● Work required: The records below are to be reproduced word for word.

● Data extracts:
=====

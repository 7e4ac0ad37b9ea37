//! borekeeper
//!
//! Exposes a local port on the public internet by supervising an external
//! `bore` process:
//! - Binary resolution against a platform table, with `PATH` fallback
//! - Self-check verification before any tunnel is spawned
//! - Readiness detection from the child's stdout/stderr
//! - Graceful stop with forced termination after a grace window

pub mod binary;
pub mod error;
pub mod platform;
pub mod supervisor;

pub use binary::BinaryLocator;
pub use error::TunnelError;
pub use supervisor::{
    StopOutcome, SupervisorState, Timeouts, TunnelConfig, TunnelInfo, TunnelStatus,
    TunnelSupervisor,
};
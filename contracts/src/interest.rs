//! Yield accrual model for strategy adapters.
//!
//! Simple (non-compounding between harvests) accrual:
//! - yield = principal * rate_bps * elapsed / (BPS_SCALE * MILLIS_PER_YEAR)
//! - compounding happens when a harvest folds the yield into principal
//! - fixed-term positions stop accruing at maturity
//!
//! Block time is in milliseconds.

use odra::casper_types::U256;
use crate::math::BPS_SCALE;

/// Milliseconds in a year (365 days)
pub const MILLIS_PER_YEAR: u64 = 31_536_000_000;

/// Maximum supported strategy APR (100%)
pub const MAX_RATE_BPS: u32 = 10_000;

/// Yield accrued on `principal` between two block times.
///
/// Returns zero when no time has passed, the principal is empty or the rate
/// is zero. Overflow saturates to zero rather than reverting so that a stuck
/// accrual never blocks withdrawals.
pub fn accrue_yield(principal: U256, rate_bps: u32, from: u64, to: u64) -> U256 {
    if to <= from || principal.is_zero() || rate_bps == 0 {
        return U256::zero();
    }

    let elapsed = to - from;

    principal
        .checked_mul(U256::from(rate_bps))
        .and_then(|v| v.checked_mul(U256::from(elapsed)))
        .and_then(|v| v.checked_div(U256::from(BPS_SCALE)))
        .and_then(|v| v.checked_div(U256::from(MILLIS_PER_YEAR)))
        .unwrap_or(U256::zero())
}

/// End of the accrual window for a position that may have a maturity.
///
/// A maturity of zero means the position never matures.
pub fn accrual_end(now: u64, maturity: u64) -> u64 {
    if maturity == 0 {
        now
    } else {
        now.min(maturity)
    }
}

/// Whether a rate is within the supported range.
pub fn validate_rate(rate_bps: u32) -> bool {
    rate_bps <= MAX_RATE_BPS
}
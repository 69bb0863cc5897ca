//! CSPR Yield-Donation Vault Contracts
//!
//! Casper-native vault protocol: depositors keep their principal and the
//! strategy yield is split between compounding and approved beneficiaries.
//!
//! ## Architecture
//!
//! - **Vault**: CEP-18 share token with a CEP-4626 style deposit/withdraw surface
//! - **StrategyOrchestrator**: Adapter selection, buffer sweep/refill, loss guards
//! - **StrategyAdapter**: Yield strategy holding the invested principal
//! - **DonationRouter**: Splits harvested yield into fee, beneficiaries and treasury dust
//! - **RiskGuard**: Pure cap and collateral checks
//! - **AccessControl**: Role registry consulted by every contract
//! - **BeneficiaryRegistry**: Approved beneficiary directory
//! - **WrappedNative (wCSPR)**: 1:1 CEP-18 wrapper for native CSPR
//!
//! ## Flow
//!
//! ```text
//! depositor --deposit--> Vault --sweep--> Adapter
//! operator  --harvest--> Vault --donation--> DonationRouter --> beneficiaries
//! ```

#![cfg_attr(target_arch = "wasm32", no_std)]

#[cfg(target_arch = "wasm32")]
extern crate alloc;

// Re-export odra for downstream usage
pub use odra;

// Core module declarations
pub mod types;
pub mod errors;
pub mod events;
pub mod interfaces;
pub mod math;
pub mod interest;
pub mod risk_guard;

// Contract modules
pub mod access_control;
pub mod beneficiary_registry;
pub mod wrapped_native;
pub mod adapter;
pub mod orchestrator;
pub mod donation_router;
pub mod vault;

=====

● Completed exercise:
repository 7e4ac0ad37b9ea37
//! borekeeper
//!
//! Exposes a local port on the public internet by supervising an external
//! `bore` process:
//! - Binary resolution against a platform table, with `PATH` fallback
//! - Self-check verification before any tunnel is spawned
//! - Readiness detection from the child's stdout/stderr
//! - Graceful stop with forced termination after a grace window

pub mod binary;
pub mod error;
pub mod platform;
pub mod supervisor;

pub use binary::BinaryLocator;
pub use error::TunnelError;
pub use supervisor::{
    StopOutcome, SupervisorState, Timeouts, TunnelConfig, TunnelInfo, TunnelStatus,
    TunnelSupervisor,
};
filename contracts/src/interest.rs
//! Yield accrual model for strategy adapters.
//!
//! Simple (non-compounding between harvests) accrual:
//! - yield = principal * rate_bps * elapsed / (BPS_SCALE * MILLIS_PER_YEAR)
//! - compounding happens when a harvest folds the yield into principal
//! - fixed-term positions stop accruing at maturity
//!
//! Block time is in milliseconds.

use odra::casper_types::U256;
use crate::math::BPS_SCALE;

/// Milliseconds in a year (365 days)
pub const MILLIS_PER_YEAR: u64 = 31_536_000_000;

/// Maximum supported strategy APR (100%)
pub const MAX_RATE_BPS: u32 = 10_000;

/// Yield accrued on `principal` between two block times.
///
/// Returns zero when no time has passed, the principal is empty or the rate
/// is zero. Overflow saturates to zero rather than reverting so that a stuck
/// accrual never blocks withdrawals.
pub fn accrue_yield(principal: U256, rate_bps: u32, from: u64, to: u64) -> U256 {
    if to <= from || principal.is_zero() || rate_bps == 0 {
        return U256::zero();
    }

    let elapsed = to - from;

    principal
        .checked_mul(U256::from(rate_bps))
        .and_then(|v| v.checked_mul(U256::from(elapsed)))
        .and_then(|v| v.checked_div(U256::from(BPS_SCALE)))
        .and_then(|v| v.checked_div(U256::from(MILLIS_PER_YEAR)))
        .unwrap_or(U256::zero())
}

/// End of the accrual window for a position that may have a maturity.
///
/// A maturity of zero means the position never matures.
pub fn accrual_end(now: u64, maturity: u64) -> u64 {
    if maturity == 0 {
        now
    } else {
        now.min(maturity)
    }
}

/// Whether a rate is within the supported range.
pub fn validate_rate(rate_bps: u32) -> bool {
    rate_bps <= MAX_RATE_BPS
}
repository 69bb0863cc5897ca
//! CSPR Yield-Donation Vault Contracts
//!
//! Casper-native vault protocol: depositors keep their principal and the
//! strategy yield is split between compounding and approved beneficiaries.
//!
//! ## Architecture
//!
//! - **Vault**: CEP-18 share token with a CEP-4626 style deposit/withdraw surface
//! - **StrategyOrchestrator**: Adapter selection, buffer sweep/refill, loss guards
//! - **StrategyAdapter**: Yield strategy holding the invested principal
//! - **DonationRouter**: Splits harvested yield into fee, beneficiaries and treasury dust
//! - **RiskGuard**: Pure cap and collateral checks
//! - **AccessControl**: Role registry consulted by every contract
//! - **BeneficiaryRegistry**: Approved beneficiary directory
//! - **WrappedNative (wCSPR)**: 1:1 CEP-18 wrapper for native CSPR
//!
//! ## Flow
//!
//! ```text
//! depositor --deposit--> Vault --sweep--> Adapter
//! operator  --harvest--> Vault --donation--> DonationRouter --> beneficiaries
//! ```

#![cfg_attr(target_arch = "wasm32", no_std)]

#[cfg(target_arch = "wasm32")]
extern crate alloc;

// Re-export odra for downstream usage
pub use odra;

// Core module declarations
pub mod types;
pub mod errors;
pub mod events;
pub mod interfaces;
pub mod math;
pub mod interest;
pub mod risk_guard;

// Contract modules
pub mod access_control;
pub mod beneficiary_registry;
pub mod wrapped_native;
pub mod adapter;
pub mod orchestrator;
pub mod donation_router;
pub mod vault;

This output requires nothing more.